Friday, June 26, 2009

Week 4, Web Lecture, Post 4: Real vs. Virtual Communication

In Professor Cyborg's web lecture on "Technology and Teams" she writes, "Recent research found that teens use IM to begin, maintain, and end romantic relationships (Lenhart, Madden, & Hitlin, 2005). These relationships—and the feelings that go along with them—are quite real. Categorizing IMing, emailing, podcasting, blogging, and the like as virtual suggests that these communication forms lack substance, impact, and meaning. Yet these messages produce actual effects. When we start thinking about what we do with various communication technologies rather than what they are, we're better able to use them in the best ways for group and team communication."

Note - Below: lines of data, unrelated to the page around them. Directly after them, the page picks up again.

//! # Money Module
//!
//! Provides the `Money` type for unit prices and transaction totals.
//!
//! ## Why Integer Money?
//! ```text
//! ┌─────────────────────────────────────────────────────────────────────────┐
//! │  THE FLOATING POINT PROBLEM                                             │
//! │                                                                         │
//! │  In JavaScript/floating point:                                          │
//! │    3 × 10.10 = 30.299999999999997  ❌ WRONG!                            │
//! │                                                                         │
//! │  OUR SOLUTION: Integer Cents                                            │
//! │    3 × 1010 cents = 3030 cents = 30.30  ✅                              │
//! │                                                                         │
//! │  The remote store keeps `numeric` columns, so on the wire Money is a    │
//! │  plain JSON number (31.5). Inside Rust it never leaves integer cents.   │
//! └─────────────────────────────────────────────────────────────────────────┘
//! ```
//!
//! ## Usage
//! ```rust
//! use ganadera_core::money::Money;
//!
//! let unit_price = Money::parse("10.50").unwrap();
//! let total = unit_price.multiply_quantity(3).unwrap();
//! assert_eq!(total.cents(), 3150);
//! assert_eq!(total.to_string(), "$31.50");
//! ```

use serde::de::{self, Visitor};
use serde::{Deserialize, Deserializer, Serialize, Serializer};
use std::fmt;
use std::iter::Sum;
use std::ops::{Add, AddAssign};
use ts_rs::TS;

use crate::error::ValidationError;

// =============================================================================
// Money Type
// =============================================================================

/// A monetary value in the smallest currency unit (cents).
///
/// ## Where Money is Used
/// ```text
/// TransactionForm.unit_price ("10.50")
///        │ Money::parse
///        ▼
/// unit_price × quantity ──► NewTransaction.total ──► registros.total
///                                                    (stored, never recomputed)
/// ```
#[derive(Debug, Clone, Copy, PartialEq, Eq, PartialOrd, Ord, Hash, TS)]
#[ts(export)]
pub struct Money(#[ts(type = "number")] i64);

impl Money {
    /// Creates a Money value from cents.
    ///
    /// ## Example
    /// ```rust
    /// use ganadera_core::money::Money;
    ///
    /// let price = Money::from_cents(1050); // Represents 10.50
    /// assert_eq!(price.cents(), 1050);
    /// ```
    #[inline]
    pub const fn from_cents(cents: i64) -> Self {
        Money(cents)
    }

    /// Converts a decimal amount as received from the remote store,
    /// rounding to the nearest cent.
    ///
    /// ## Example
    /// ```rust
    /// use ganadera_core::money::Money;
    ///
    /// assert_eq!(Money::from_decimal(31.5).cents(), 3150);
    /// assert_eq!(Money::from_decimal(10.99).cents(), 1099);
    /// ```
    pub fn from_decimal(amount: f64) -> Self {
        Money((amount * 100.0).round() as i64)
    }

    /// Parses user input such as `"10.50"`, `"10.5"`, `"10"` or `"0.99"`.
    ///
    /// ## Rules
    /// - Must not be empty
    /// - Must not be negative (mirrors the form's `min="0"`)
    /// - At most two decimal places (mirrors the form's `step="0.01"`)
    ///
    /// ## Example
    /// ```rust
    /// use ganadera_core::money::Money;
    ///
    /// assert_eq!(Money::parse("10.5").unwrap().cents(), 1050);
    /// assert!(Money::parse("-1").is_err());
    /// assert!(Money::parse("1.005").is_err());
    /// ```
    pub fn parse(input: &str) -> Result<Self, ValidationError> {
        let input = input.trim();
        let invalid = |reason: &str| ValidationError::InvalidFormat {
            field: "unit price".to_string(),
            reason: reason.to_string(),
        };

        if input.is_empty() {
            return Err(ValidationError::Required {
                field: "unit price".to_string(),
            });
        }
        if input.starts_with('-') {
            return Err(ValidationError::OutOfRange {
                field: "unit price".to_string(),
                min: 0,
                max: i64::MAX,
            });
        }

        let (major, minor) = match input.split_once('.') {
            Some((major, minor)) => (major, minor),
            None => (input, ""),
        };

        if minor.len() > 2 {
            return Err(invalid("at most two decimal places"));
        }
        if major.is_empty() && minor.is_empty() {
            return Err(invalid("not a number"));
        }
        if !major.chars().all(|c| c.is_ascii_digit()) || !minor.chars().all(|c| c.is_ascii_digit())
        {
            return Err(invalid("not a number"));
        }

        let major: i64 = if major.is_empty() {
            0
        } else {
            major.parse().map_err(|_| invalid("amount too large"))?
        };
        let minor: i64 = match minor.len() {
            0 => 0,
            1 => minor.parse::<i64>().map_err(|_| invalid("not a number"))? * 10,
            _ => minor.parse().map_err(|_| invalid("not a number"))?,
        };

        major
            .checked_mul(100)
            .and_then(|c| c.checked_add(minor))
            .map(Money)
            .ok_or_else(|| invalid("amount too large"))
    }

    /// Returns the value in cents.
    #[inline]
    pub const fn cents(&self) -> i64 {
        self.0
    }

    /// Returns the major unit portion.
    #[inline]
    pub const fn major(&self) -> i64 {
        self.0 / 100
    }

    /// Returns the minor unit portion (always 0-99).
    #[inline]
    pub const fn minor(&self) -> i64 {
        (self.0 % 100).abs()
    }

    /// Returns the amount as a decimal number for the wire.
    #[inline]
    pub fn to_decimal(&self) -> f64 {
        self.0 as f64 / 100.0
    }

    /// Returns zero money value.
    #[inline]
    pub const fn zero() -> Self {
        Money(0)
    }

    /// Multiplies a unit price by a quantity. `None` if the product does
    /// not fit in i64 cents.
    ///
    /// ## Example
    /// ```rust
    /// use ganadera_core::money::Money;
    ///
    /// let unit_price = Money::from_cents(1050);
    /// assert_eq!(unit_price.multiply_quantity(3), Some(Money::from_cents(3150)));
    /// assert_eq!(Money::from_cents(i64::MAX).multiply_quantity(2), None);
    /// ```
    #[inline]
    pub const fn multiply_quantity(&self, qty: i64) -> Option<Self> {
        match self.0.checked_mul(qty) {
            Some(cents) => Some(Money(cents)),
            None => None,
        }
    }
}

// =============================================================================
// Trait Implementations
// =============================================================================

/// Debug-style display (`$31.50`). Views use `DisplayConfig` for the symbol.
impl fmt::Display for Money {
    fn fmt(&self, f: &mut fmt::Formatter<'_>) -> fmt::Result {
        let sign = if self.0 < 0 { "-" } else { "" };
        write!(f, "{}${}.{:02}", sign, self.major().abs(), self.minor())
    }
}

impl Default for Money {
    fn default() -> Self {
        Money::zero()
    }
}

impl Add for Money {
    type Output = Self;

    #[inline]
    fn add(self, other: Self) -> Self {
        Money(self.0 + other.0)
    }
}

impl AddAssign for Money {
    #[inline]
    fn add_assign(&mut self, other: Self) {
        self.0 += other.0;
    }
}

impl Sum for Money {
    fn sum<I: Iterator<Item = Money>>(iter: I) -> Self {
        iter.fold(Money::zero(), Add::add)
    }
}

impl<'a> Sum<&'a Money> for Money {
    fn sum<I: Iterator<Item = &'a Money>>(iter: I) -> Self {
        iter.copied().sum()
    }
}

// =============================================================================
// Wire Format
// =============================================================================
// `numeric` columns come back as JSON numbers. Some proxies stringify them,
// so strings are accepted on the way in as well.

impl Serialize for Money {
    fn serialize<S: Serializer>(&self, serializer: S) -> Result<S::Ok, S::Error> {
        serializer.serialize_f64(self.to_decimal())
    }
}

impl<'de> Deserialize<'de> for Money {
    fn deserialize<D: Deserializer<'de>>(deserializer: D) -> Result<Self, D::Error> {
        deserializer.deserialize_any(MoneyVisitor)
    }
}

struct MoneyVisitor;

impl<'de> Visitor<'de> for MoneyVisitor {
    type Value = Money;

    fn expecting(&self, f: &mut fmt::Formatter) -> fmt::Result {
        f.write_str("a decimal amount")
    }

    fn visit_f64<E: de::Error>(self, v: f64) -> Result<Money, E> {
        Ok(Money::from_decimal(v))
    }

    fn visit_i64<E: de::Error>(self, v: i64) -> Result<Money, E> {
        v.checked_mul(100)
            .map(Money)
            .ok_or_else(|| E::custom("amount out of range"))
    }

    fn visit_u64<E: de::Error>(self, v: u64) -> Result<Money, E> {
        i64::try_from(v)
            .ok()
            .and_then(|v| v.checked_mul(100))
            .map(Money)
            .ok_or_else(|| E::custom("amount out of range"))
    }

    fn visit_str<E: de::Error>(self, v: &str) -> Result<Money, E> {
        v.trim()
            .parse::<f64>()
            .map(Money::from_decimal)
            .map_err(|_| E::custom(format!("invalid amount: {v}")))
    }
}

// =============================================================================
// Unit Tests
// =============================================================================

#[cfg(test)]
mod tests {
    use super::*;

    #[test]
    fn test_from_cents() {
        let money = Money::from_cents(1099);
        assert_eq!(money.cents(), 1099);
        assert_eq!(money.major(), 10);
        assert_eq!(money.minor(), 99);
    }

    #[test]
    fn test_display() {
        assert_eq!(Money::from_cents(3150).to_string(), "$31.50");
        assert_eq!(Money::from_cents(0).to_string(), "$0.00");
        assert_eq!(Money::from_cents(-550).to_string(), "-$5.50");
    }

    #[test]
    fn test_parse_accepts_form_input() {
        assert_eq!(Money::parse("10.50").unwrap().cents(), 1050);
        assert_eq!(Money::parse("10.5").unwrap().cents(), 1050);
        assert_eq!(Money::parse("10").unwrap().cents(), 1000);
        assert_eq!(Money::parse(".75").unwrap().cents(), 75);
        assert_eq!(Money::parse(" 0 ").unwrap().cents(), 0);
    }

    #[test]
    fn test_parse_rejects_bad_input() {
        assert!(matches!(
            Money::parse(""),
            Err(ValidationError::Required { .. })
        ));
        assert!(matches!(
            Money::parse("-3"),
            Err(ValidationError::OutOfRange { .. })
        ));
        assert!(Money::parse("1.234").is_err());
        assert!(Money::parse("abc").is_err());
        assert!(Money::parse("1.2.3").is_err());
        assert!(Money::parse(".").is_err());
    }

    #[test]
    fn test_quantity_times_price() {
        let price = Money::parse("10.50").unwrap();
        assert_eq!(price.multiply_quantity(3), Some(Money::from_cents(3150)));
        assert_eq!(Money::zero().multiply_quantity(7), Some(Money::zero()));
    }

    #[test]
    fn test_quantity_times_price_overflow() {
        let price = Money::parse("100000000000000").unwrap();
        assert_eq!(price.multiply_quantity(999_999), None);
        assert_eq!(Money::from_cents(1000).multiply_quantity(i64::MAX), None);
    }

    #[test]
    fn test_float_trap_avoided() {
        // 3 × 10.10 in binary floating point is 30.299999999999997
        let price = Money::parse("10.10").unwrap();
        assert_eq!(price.multiply_quantity(3).unwrap().cents(), 3030);
    }

    #[test]
    fn test_sum() {
        let amounts = [Money::from_cents(100), Money::from_cents(250)];
        let total: Money = amounts.iter().sum();
        assert_eq!(total.cents(), 350);
    }

    #[test]
    fn test_wire_format() {
        let json = serde_json::to_string(&Money::from_cents(3150)).unwrap();
        assert_eq!(json, "31.5");

        let parsed: Money = serde_json::from_str("31.5").unwrap();
        assert_eq!(parsed.cents(), 3150);

        let parsed: Money = serde_json::from_str("12").unwrap();
        assert_eq!(parsed.cents(), 1200);

        let parsed: Money = serde_json::from_str("\"10.99\"").unwrap();
        assert_eq!(parsed.cents(), 1099);

        let parsed: Option<Money> = serde_json::from_str("null").unwrap();
        assert!(parsed.is_none());
    }
}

When I communicate using instant messaging, text messaging, and emails, the feelings and emotions I put into written word are genuine. Sometimes though, it is easier to send a quick text message than it is to verbalize something. I like sending text messages to family members and friends when I am going to be a few minutes late. Especially since the new law went into effect prohibiting cell phone usage during driving. (Don't worry, I only send texts when I am sitting at a red light.)

It's not always effective to use emails to communicate though, especially in a business setting. Words can be misconstrued and misunderstandings can arise making the work environment uneasy. For example, I dealt with someone at my last place of work that sent out very pragmatic emails that were on the verge of being rude. In person, this colleague was very nice and friendly. I'm not sure if it was her particular writing style but her emails did not reflect her personality. Sometimes I had to visit her cubicle to ask her for clarification on a particular email. And as was usually the case, she was better at verbalizing her thoughts than typing than out. I'm quite the opposite. I find it easier for me to express myself with written words than to articulate myself with spoken words. Being shy, I have had to work at being more vocal and expressing myself as an extrovert would, when I am actually an introvert.

1 comment:

  1. I think there is a fine line when it comes to this theme. I have a friend who has been dating someone online for about a year. This seems quite real to him and I don't think he realizes how unhealthy it is for him. Mainly, because he doesn't admit that he has developed feelings for this person.

    I communicate with my friends through text messaging often. But, it is mainly because I'm super busy. I know I would rather speak to them or see them, but it seems more convenient just to text.

    I see your point about being shy and using these mediums to be more of an extrovert though.